Material to process:
____
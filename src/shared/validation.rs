//! Shared validation helpers

use regex::Regex;
use std::sync::OnceLock;

/// Maximum accepted reference id length. Reference ids are composed from
/// lead id, report id and a timestamp, none of which should approach this.
pub const MAX_REF_ID_LENGTH: usize = 200;

fn ref_id_pattern() -> &'static Regex {
    static PATTERN: OnceLock<Regex> = OnceLock::new();
    PATTERN.get_or_init(|| Regex::new(r"^[A-Za-z0-9_-]+$").expect("static pattern"))
}

/// Check whether a caller-supplied reference id has a plausible shape before
/// it is forwarded to the provider.
pub fn is_valid_ref_id(ref_id: &str) -> bool {
    !ref_id.is_empty() && ref_id.len() <= MAX_REF_ID_LENGTH && ref_id_pattern().is_match(ref_id)
}

/// Format an amount as the fixed-point decimal string with two fraction
/// digits that the provider's payment endpoint expects.
pub fn format_amount(amount: f64) -> String {
    format!("{:.2}", amount)
}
____
Work request:
Could you give again, word for word, the line with "pub fn is_valid_ref_id(ref_id: &str)" and all lines after it through the end of the data? Leave out everything else.

Your solution:
pub fn is_valid_ref_id(ref_id: &str) -> bool {
    !ref_id.is_empty() && ref_id.len() <= MAX_REF_ID_LENGTH && ref_id_pattern().is_match(ref_id)
}

/// Format an amount as the fixed-point decimal string with two fraction
/// digits that the provider's payment endpoint expects.
pub fn format_amount(amount: f64) -> String {
    format!("{:.2}", amount)
}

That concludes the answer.